6), non-Euclidean data (non-euclidean space data)

Non-Euclidean data can also be called non-Euclidean data. Non-Euclidean data is data that is not neatly arranged and arranged irregularly. In a sample composed of non-Euclidean data, the order or position of the data does not affect the characteristics of the sample.

In practice, non-European data exist in many fields. For example, social network data in the field of social science, sensor networks in the field of communication technology, regulatory networks in the field of genomics, or mesh surfaces in computer graphics, etc.

It can be understood that the amount of non-European data in actual scenarios is very large and the structure is complex.

7) Residual network (ResNet) and residual fully-connected neural network (RFCN)

ResNet is a kind of neural network. ResNet includes skip connections or shortcut connections. These connections can make data transfer between network layers skip some network layers, thereby avoiding network degradation and gradient disappearance in deep neural networks. And it can improve the training speed of the network, and at the same time, it can make the number of layers of the network very deep.

It should be understood that a deep neural network with a deep number of layers is more conducive to processing data with complex structures.

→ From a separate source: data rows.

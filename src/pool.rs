use parking_lot::RwLock;
use std::sync::Arc;

use crate::{
    amp_gamma::{AmpT, GammaT, TimestampT},
    error::PoolError,
    invariant::AmountT,
    price_scale::PriceT,
    processor::Processor,
    state::{PoolConfig, PoolState},
};

/// Pool state shared between threads.
///
/// Readers work on a snapshot and never block writers for longer than it takes to clone an Arc.
/// Mutations hold the write lock from reading the current state until the new state has replaced
/// it, so they are applied one after the other and always see each other's results.
pub struct SharedPool<const TOKEN_COUNT: usize> {
    state: RwLock<Arc<PoolState<TOKEN_COUNT>>>,
}

impl<const TOKEN_COUNT: usize> SharedPool<TOKEN_COUNT> {
    pub fn new(state: PoolState<TOKEN_COUNT>) -> Self {
        Self {
            state: RwLock::new(Arc::new(state)),
        }
    }

    pub fn init(
        config: &PoolConfig<TOKEN_COUNT>,
        balances: [AmountT; TOKEN_COUNT],
        initial_prices: &[PriceT],
        current_ts: TimestampT,
    ) -> Result<Self, PoolError> {
        Processor::init(config, balances, initial_prices, current_ts).map(Self::new)
    }

    pub fn snapshot(&self) -> Arc<PoolState<TOKEN_COUNT>> {
        Arc::clone(&self.state.read())
    }

    fn commit<T>(
        &self,
        transition: impl FnOnce(&PoolState<TOKEN_COUNT>) -> Result<(PoolState<TOKEN_COUNT>, T), PoolError>,
    ) -> Result<T, PoolError> {
        let mut guard = self.state.write();
        let current: &PoolState<TOKEN_COUNT> = &guard;
        let (new_state, result) = transition(current)?;
        *guard = Arc::new(new_state);
        Ok(result)
    }

    pub fn quote(
        &self,
        input_index: usize,
        output_index: usize,
        input_amount: AmountT,
        current_ts: TimestampT,
    ) -> Result<(AmountT, AmountT), PoolError> {
        Processor::quote(&self.snapshot(), input_index, output_index, input_amount, current_ts)
    }

    pub fn swap(
        &self,
        input_index: usize,
        output_index: usize,
        input_amount: AmountT,
        minimum_output_amount: AmountT,
        current_ts: TimestampT,
    ) -> Result<AmountT, PoolError> {
        self.commit(|state| {
            Processor::swap(
                state,
                input_index,
                output_index,
                input_amount,
                minimum_output_amount,
                current_ts,
            )
        })
    }

    pub fn ramp_a_gamma(
        &self,
        future_a: AmpT,
        future_gamma: GammaT,
        future_ts: TimestampT,
        current_ts: TimestampT,
    ) -> Result<(), PoolError> {
        self.commit(|state| {
            Processor::ramp_a_gamma(state, future_a, future_gamma, future_ts, current_ts).map(|state| (state, ()))
        })
    }

    pub fn stop_ramp_a_gamma(&self, current_ts: TimestampT) {
        let mut guard = self.state.write();
        *guard = Arc::new(Processor::stop_ramp_a_gamma(&guard, current_ts));
    }

    /// Applies a borsh encoded `PoolInstruction`.
    pub fn process(&self, instruction_data: &[u8], current_ts: TimestampT) -> Result<(), PoolError> {
        self.commit(|state| Processor::process(state, instruction_data, current_ts).map(|state| (state, ())))
    }

    pub fn get_a_gamma(&self, current_ts: TimestampT) -> (AmpT, GammaT) {
        self.snapshot().get_a_gamma(current_ts)
    }

    pub fn get_d(&self) -> AmountT {
        self.snapshot().get_d()
    }

    pub fn get_price_scale(&self) -> [PriceT; TOKEN_COUNT] {
        *self.snapshot().get_price_scale()
    }

    pub fn price_oracle(&self, current_ts: TimestampT) -> Result<[PriceT; TOKEN_COUNT], PoolError> {
        self.snapshot().price_oracle(current_ts)
    }

    pub fn last_prices(&self) -> [PriceT; TOKEN_COUNT] {
        *self.snapshot().last_prices()
    }

    pub fn balances(&self) -> [AmountT; TOKEN_COUNT] {
        *self.snapshot().balances()
    }

    pub fn version(&self) -> u64 {
        self.snapshot().version()
    }
}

RFCN is a neural network based on a fully connected layer and introducing skip connections or shortcut connections.

8) Other terms

In the embodiments of the present application, words such as "exemplary" or "for example" are used as examples, illustrations or illustrations. Any embodiment or design scheme described as "exemplary" or "for example" in the embodiments of the present application shall not be interpreted as being more preferred or more advantageous than other embodiments or design schemes. Rather, the use of words such as "exemplary" or "such as" is intended to present related concepts in a concrete manner.

In the embodiments of the present application, the terms "first" and "second" are used for description purposes only, and cannot be understood as indicating or implying relative importance or implicitly specifying the quantity of indicated technical features. Thus, a feature defined as "first" and "second" may explicitly or implicitly include one or more of these features. In the description of the present application, unless otherwise specified, "plurality" means two or more.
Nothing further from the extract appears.